In the same way, management consultants seemed to believe that no matter what ailed a business, cutting middle management would fix it.
For a lot of businesses, it was probably just the right thing to do. Many companies trying to cope with technical and market changes had over-solved problems by adding more layers of middle management. These often ended up simply getting in each other’s way.
But, like many things, the cutbacks in middle management were done to excess, and the result was that becoming a middle manager today is not as appealing as it once was. When businesses eliminated middle-management positions they rarely made equivalent cuts in responsibilities. So, the same work had to be done by fewer people.
Run through this cycle a few times and you end up with a group of seriously overworked middle managers running pretty close to desperation. Worse, they are straining to do a job that upper management and their consultants still view as a wasteful cost rather than a productive asset.

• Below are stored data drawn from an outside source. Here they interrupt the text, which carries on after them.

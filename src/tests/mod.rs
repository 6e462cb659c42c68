mod list_sensors;
use std::num::NonZeroU16;

use crate::connection::{IpmiCommand, Message, NetFn, NotEnoughData};

/// Reserve the SDR repository.
///
/// The returned reservation ID must accompany every partial [`GetDeviceSdr`]
/// read. The device cancels it whenever the repository changes, after which
/// reads fail with [`CompletionErrorCode::ReservationCancelledOrInvalidId`].
///
/// [`GetDeviceSdr`]: super::GetDeviceSdr
/// [`CompletionErrorCode::ReservationCancelledOrInvalidId`]: crate::connection::CompletionErrorCode::ReservationCancelledOrInvalidId
pub struct ReserveSdrRepository;

impl IpmiCommand for ReserveSdrRepository {
    type Output = NonZeroU16;
    type Error = NotEnoughData;

    fn parse_success_response(data: &[u8]) -> Result<Self::Output, Self::Error> {
        if data.len() < 2 {
            return Err(NotEnoughData);
        }

        let reservation_id = u16::from_le_bytes([data[0], data[1]]);
        NonZeroU16::new(reservation_id).ok_or(NotEnoughData)
    }
}

impl From<ReserveSdrRepository> for Message {
    fn from(_: ReserveSdrRepository) -> Self {
        Message::new_request(NetFn::Storage, 0x22, Vec::new())
    }
}

#[cfg(test)]
mod tests {
    use super::*;

    #[test]
    fn parses_reservation_id() {
        assert_eq!(
            NonZeroU16::new(0xBEEF),
            ReserveSdrRepository::parse_success_response(&[0xEF, 0xBE]).ok()
        );
        assert_eq!(
            Err(NotEnoughData),
            ReserveSdrRepository::parse_success_response(&[0x00, 0x00])
        );
        assert_eq!(
            Err(NotEnoughData),
            ReserveSdrRepository::parse_success_response(&[0x01])
        );
    }
}
use crate::connection::{CommandId, CompletionErrorCode};

/// The ways sending a command with [`Ipmi::send_recv`](crate::Ipmi::send_recv)
/// can fail.
///
/// `CON` is the error type of the connection, `P` the error type the command
/// reports when it cannot parse a response.
#[derive(Clone, Debug, PartialEq)]
pub enum IpmiError<CON, P> {
    /// The response belongs to a different command than the one sent.
    UnexpectedResponse { sent: CommandId, received: CommandId },
    /// The device answered with a completion code the command has no specific
    /// error for.
    Failed {
        command: CommandId,
        completion_code: CompletionErrorCode,
        data: Vec<u8>,
    },
    /// The command rejected the response.
    Command {
        command: CommandId,
        error: P,
        completion_code: Option<CompletionErrorCode>,
        data: Vec<u8>,
    },
    Connection(CON),
}

impl<CON, P> From<CON> for IpmiError<CON, P> {
    fn from(value: CON) -> Self {
        Self::Connection(value)
    }
}

impl<CON, P> IpmiError<CON, P> {
    /// Convert the connection error with `f`, leaving all other variants as
    /// they are.
    pub fn map<CON2, F>(self, f: F) -> IpmiError<CON2, P>
    where
        F: FnOnce(CON) -> CON2,
    {
        use IpmiError::*;

        match self {
            Connection(e) => Connection(f(e)),
            UnexpectedResponse { sent, received } => UnexpectedResponse { sent, received },
            Failed {
                command,
                completion_code,
                data,
            } => Failed {
                command,
                completion_code,
                data,
            },
            Command {
                command,
                error,
                completion_code,
                data,
            } => Command {
                command,
                error,
                completion_code,
                data,
            },
        }
    }

    /// The command that failed, if a response to it was received.
    pub fn command(&self) -> Option<CommandId> {
        match self {
            Self::UnexpectedResponse { sent, .. } => Some(*sent),
            Self::Failed { command, .. } | Self::Command { command, .. } => Some(*command),
            Self::Connection(_) => None,
        }
    }

    /// The completion code of the failed response, if the device answered
    /// with one.
    pub fn completion_code(&self) -> Option<CompletionErrorCode> {
        match self {
            Self::Failed {
                completion_code, ..
            } => Some(*completion_code),
            Self::Command {
                completion_code, ..
            } => *completion_code,
            _ => None,
        }
    }
}

impl<CON, P> core::fmt::Display for IpmiError<CON, P>
where
    CON: core::fmt::Debug,
    P: core::fmt::Debug,
{
    fn fmt(&self, f: &mut core::fmt::Formatter<'_>) -> core::fmt::Result {
        match self {
            Self::UnexpectedResponse { sent, received } => {
                write!(f, "sent {sent}, received a response to {received}")
            }
            Self::Failed {
                command,
                completion_code,
                ..
            } => write!(f, "{command} failed: {completion_code}"),
            Self::Command { command, error, .. } => {
                write!(f, "could not parse response to {command}: {error:?}")
            }
            Self::Connection(e) => write!(f, "connection error: {e:?}"),
        }
    }
}

impl<CON, P> std::error::Error for IpmiError<CON, P>
where
    CON: core::fmt::Debug,
    P: core::fmt::Debug,
{
}

#[cfg(test)]
mod tests {
    use super::*;
    use crate::connection::NetFn;

    const GET_SDR: CommandId = CommandId::new(NetFn::Storage, 0x23);

    #[test]
    fn map_only_touches_connection_errors() {
        let error: IpmiError<u8, ()> = IpmiError::Connection(3);
        assert_eq!(IpmiError::<u16, ()>::Connection(6), error.map(|v| v as u16 * 2));

        let failed: IpmiError<u8, ()> = IpmiError::Failed {
            command: GET_SDR,
            completion_code: CompletionErrorCode::RequestedDatapointNotPresent,
            data: Vec::new(),
        };

        let mapped = failed.map(u16::from);
        assert_eq!(
            Some(CompletionErrorCode::RequestedDatapointNotPresent),
            mapped.completion_code()
        );
        assert_eq!(Some(GET_SDR), mapped.command());
    }

    #[test]
    fn display() {
        let failed: IpmiError<(), ()> = IpmiError::Failed {
            command: GET_SDR,
            completion_code: CompletionErrorCode::ReservationCancelledOrInvalidId,
            data: Vec::new(),
        };

        assert_eq!(
            "Storage command 0x23 failed: reservation cancelled or invalid reservation ID (0xC5)",
            failed.to_string()
        );

        let unexpected: IpmiError<(), ()> = IpmiError::UnexpectedResponse {
            sent: GET_SDR,
            received: CommandId::new(NetFn::SensorEvent, 0x2D),
        };

        assert_eq!(
            "sent Storage command 0x23, received a response to SensorEvent command 0x2D",
            unexpected.to_string()
        );
    }
}
use std::num::NonZeroU16;

use nonmax::NonMaxU8;

use crate::connection::{IpmiCommand, Message, NetFn, NotEnoughData};

use super::RecordId;

/// Get (part of) a device SDR.
///
/// Records must be obtained sequentially, following the next record ID
/// returned with each response. A record can be read in pieces by using
/// [`GetDeviceSdr::partial`] with the same reservation ID for every piece.
#[derive(Debug, Clone, Copy)]
pub struct GetDeviceSdr {
    reservation_id: Option<NonZeroU16>,
    record_id: RecordId,
    offset: u8,
    bytes_to_read: Option<NonMaxU8>,
}

impl GetDeviceSdr {
    /// Read the entire record with ID `record_id`.
    pub fn new(reservation_id: Option<NonZeroU16>, record_id: RecordId) -> Self {
        Self {
            reservation_id,
            record_id,
            offset: 0,
            bytes_to_read: None,
        }
    }

    /// Read `bytes_to_read` bytes of record `record_id`, starting at `offset`.
    ///
    /// A length of `0xFF` is the wire encoding of "read the entire record".
    pub fn partial(
        reservation_id: Option<NonZeroU16>,
        record_id: RecordId,
        offset: u8,
        bytes_to_read: u8,
    ) -> Self {
        Self {
            reservation_id,
            record_id,
            offset,
            bytes_to_read: NonMaxU8::new(bytes_to_read),
        }
    }

    pub fn record_id(&self) -> RecordId {
        self.record_id
    }

    pub fn offset(&self) -> u8 {
        self.offset
    }
}

impl From<GetDeviceSdr> for Message {
    fn from(value: GetDeviceSdr) -> Self {
        let mut data = vec![0u8; 6];

        data[0..2].copy_from_slice(
            &value
                .reservation_id
                .map(NonZeroU16::get)
                .unwrap_or(0)
                .to_le_bytes(),
        );

        data[2..4].copy_from_slice(&value.record_id.value().to_le_bytes());
        data[4] = value.offset;
        data[5] = value.bytes_to_read.map(|v| v.get()).unwrap_or(0xFF);

        Message::new_request(NetFn::Storage, 0x23, data)
    }
}

impl IpmiCommand for GetDeviceSdr {
    type Output = SdrData;

    type Error = NotEnoughData;

    fn parse_success_response(data: &[u8]) -> Result<Self::Output, Self::Error> {
        SdrData::parse(data).ok_or(NotEnoughData)
    }
}

/// The data returned by a [`GetDeviceSdr`] request.
#[derive(Debug, Clone, PartialEq)]
pub struct SdrData {
    /// The ID of the record that follows the requested one.
    pub next_entry: RecordId,
    /// The requested bytes of the record.
    pub data: Vec<u8>,
}

impl SdrData {
    pub fn parse(data: &[u8]) -> Option<Self> {
        if data.len() < 2 {
            return None;
        }

        let next_entry = RecordId::new_raw(u16::from_le_bytes([data[0], data[1]]));

        Some(Self {
            next_entry,
            data: data[2..].to_vec(),
        })
    }
}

The question is, then, should you seek out a middle-management job or accept one if offered as a promotion?
The answer would depend on the circumstances, of course, but it is probably yes — but only after you have thought it through.
As a promotion, it will mean more money, and that is always welcome. Still, there are some realities to middle-management jobs that you should be prepared for. While each individual job has its own features, there are three general characteristics that should be key factors in your decision:
– Management is about getting work done through other people. If you don’t like dealing with people, and cannot accept their strengths and limitations, don’t take a middle-management job.
– Management responsibilities are typically not spelled out as precisely as those for other jobs. You are expected to recognize issues and take responsibility for dealing with them — without getting everybody’s feathers ruffled. If you see that as a frustration rather than a challenge, you are not likely to find a management job satisfying.
– Middle management is not often the object of a lot of praise or motivational reinforcement. If you are the kind of person who needs constant approval from colleagues or superiors, middle management will not be a comfortable place for you.
On the positive side, middle management is where the action is, certainly. It is where ideas are translated into reality, where productivity is nurtured and where hard work is valued and recognized. It is a tough environment, with more demands on your time and skill than you can satisfy.
But if you can take pleasure and pride in the accomplishments of others, and can understand how to build a team that thoroughly enjoys its high level of performance, a middle-management job will provide you with a level of challenge and satisfaction that few jobs can offer.